For some, the most salient thing about today is that it is HALLOWEEN! And its being Halloween does make me want to reread Harry Behn's wonderful poem that begins, "Tonight is the night when dead leaves fly/like witches on switches across the sky."

But for me the most salient thing about today is that it is the last day of the month of October. Tomorrow, November first, I will begin a NEW LIFE, as I do on the first day of each month: I will leap into new regimens of fitness, frugality, and productive work, regimens that will most likely (if the past is any predictor of the future) peter out in a few days, but will still leave me with all kinds of accomplishments I would never have had otherwise.

The last day of the month is significant for me, too. This is the last hurrah for October, the last chance to accomplish whatever I can of all that I meant to do when that new life began thirty days ago. October can still be salvaged!
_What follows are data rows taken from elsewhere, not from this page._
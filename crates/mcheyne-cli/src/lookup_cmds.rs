//! CLI handlers for read-only plan lookups.
//!
//! Implements:
//! - `mcheyne plans`                    -- list plans in the loaded document
//! - `mcheyne today [--plan]`           -- today's reading with passage links
//! - `mcheyne date <month> <day>`       -- reading for a calendar date
//! - `mcheyne all [--plan]`             -- every entry of a plan
//! - `mcheyne passage <ref> [--version]` -- Bible Gateway link for one passage

use std::fmt::Write as _;

use anyhow::{Context, Result, anyhow};

use mcheyne_core::passage::{bible_gateway_url, split_passages};
use mcheyne_core::plan::{PlanStore, ReadingEntry};
use mcheyne_core::resolve::{self, CalendarDate, PlanPosition};
use mcheyne_core::voice::LooseValue;

// -----------------------------------------------------------------------
// mcheyne plans
// -----------------------------------------------------------------------

/// One line per plan; the selected plan is starred.
pub fn render_plans(store: &PlanStore, selected: &str) -> String {
    let mut out = String::new();
    for plan in store.plans() {
        let marker = if plan.id == selected { '*' } else { ' ' };
        let _ = writeln!(
            out,
            "{marker} {:<10} {:<16} {:>4} days  {}",
            plan.id, plan.name, plan.total_days, plan.description
        );
    }
    out
}

pub fn run_plans(store: &PlanStore, selected: &str) {
    if store.is_empty() {
        println!("No plans found.");
        return;
    }
    print!("{}", render_plans(store, selected));
}

// -----------------------------------------------------------------------
// mcheyne today / mcheyne date
// -----------------------------------------------------------------------

/// Parse CLI month/day arguments. The month may be a number or a name.
pub fn parse_date_args(month: &str, day: &str) -> Result<CalendarDate> {
    let month_num = LooseValue::Text(month.to_owned())
        .as_month()
        .ok_or_else(|| anyhow!("not a month: {month:?}"))?;
    let day_num: u32 = day
        .trim()
        .parse()
        .with_context(|| format!("day must be a number: {day:?}"))?;
    Ok(CalendarDate::new(month_num, day_num))
}

/// Heading, reading, then one Bible Gateway link per passage.
pub fn render_reading(
    heading: &str,
    entry: &ReadingEntry,
    version: &str,
    completed: bool,
) -> String {
    let mut out = String::new();
    let status = if completed { "  [done]" } else { "" };
    let _ = writeln!(out, "{heading}{status}");
    let _ = writeln!(out, "  {}", entry.reading);
    let _ = writeln!(out);
    for passage in split_passages(&entry.reading) {
        let _ = writeln!(out, "  {passage:<20} {}", bible_gateway_url(passage, version));
    }
    out
}

fn heading(store: &PlanStore, plan_id: &str, pos: &PlanPosition<'_>, today: bool) -> String {
    let plan_name = store.get(plan_id).map_or(plan_id, |p| p.name.as_str());
    let when = if today { "Today" } else { "Reading" };
    let year = if pos.cycle > 1 {
        format!(", year {}", pos.cycle)
    } else {
        String::new()
    };
    format!(
        "{when}, {} {}{year} ({plan_name})",
        pos.entry.month_name, pos.entry.day
    )
}

/// Find the entry for `date`: in the given cycle, or the first occurrence.
pub fn locate<'a>(
    store: &'a PlanStore,
    plan_id: &str,
    date: CalendarDate,
    cycle: Option<u32>,
) -> Result<PlanPosition<'a>> {
    let pos = match cycle {
        Some(cycle) => resolve::resolve_in_cycle(store, plan_id, date, cycle)?,
        None => resolve::occurrences(store, plan_id, date)?[0],
    };
    Ok(pos)
}

/// Resolve today's entry and render it.
pub fn today_text(
    store: &PlanStore,
    plan_id: &str,
    cycle: Option<u32>,
    version: &str,
    completed: impl Fn(usize) -> bool,
) -> Result<String> {
    let today = CalendarDate::today();
    let pos = locate(store, plan_id, today, cycle)
        .with_context(|| format!("no reading for today ({}/{})", today.month, today.day))?;
    Ok(render_reading(
        &heading(store, plan_id, &pos, true),
        pos.entry,
        version,
        completed(pos.index),
    ))
}

/// Resolve the entry for `date` and render it.
pub fn date_text(
    store: &PlanStore,
    plan_id: &str,
    date: CalendarDate,
    cycle: Option<u32>,
    version: &str,
    completed: impl Fn(usize) -> bool,
) -> Result<String> {
    let pos = locate(store, plan_id, date, cycle)?;
    Ok(render_reading(
        &heading(store, plan_id, &pos, false),
        pos.entry,
        version,
        completed(pos.index),
    ))
}

// -----------------------------------------------------------------------
// mcheyne all
// -----------------------------------------------------------------------

/// Every entry, grouped under "Year N - Month" headings. Entry numbers are
/// 1-based and accepted by `mcheyne done --entry`.
pub fn all_text(
    store: &PlanStore,
    plan_id: &str,
    completed: impl Fn(usize) -> bool,
) -> Result<String> {
    let plan = resolve::lookup_plan(store, plan_id)?;
    let mut out = String::new();
    let _ = writeln!(out, "{} ({} days)", plan.name, plan.total_days);

    let mut section = None;
    for pos in resolve::positions(&plan.readings) {
        let key = (pos.cycle, pos.entry.month);
        if section != Some(key) {
            section = Some(key);
            let _ = writeln!(out);
            let _ = writeln!(out, "Year {} - {}", pos.cycle, pos.entry.month_name);
        }
        let mark = if completed(pos.index) { 'x' } else { ' ' };
        let _ = writeln!(
            out,
            "[{mark}] {:>4}  {:>2}  {}",
            pos.index + 1,
            pos.entry.day,
            pos.entry.reading
        );
    }
    Ok(out)
}

// -----------------------------------------------------------------------
// mcheyne passage
// -----------------------------------------------------------------------

pub fn passage_text(passage: &str, version: &str) -> String {
    format!("{passage} ({version})\n  {}\n", bible_gateway_url(passage, version))
}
It is not too late!

So today I am going to:
1) Do the FINAL revisions on my paper on the teen novels of Rosamond Du Jardin and send it off to the Children's Literature Association Quarterly
2) Put finishing touches on the talk on "Truth and Children's Literature" that I'm giving this afternoon as part of DePauw's week-long Arts Fest, whose theme this year is "Art and Truth"
3) Make some notes for myself in the aftermath of my talk on artistic integrity at Marquette last Friday so that I can have another frantic burst of revision on the talk before I give it again in some other venue
4) Write up reviews of three children's picture books for the Children's Literature website
5) Deal with accumulated emails and otherwise clear my desk for tomorrow's NEW LIFE!

2 comments:

  1. Loved this line, Claudia: Harry Behn's wonderful poem that begins, "Tonight is the night when dead leaves fly/like witches on switches across the sky." Is it in a book of poems for kids?

    Three cheers for your NEW LIFE in November!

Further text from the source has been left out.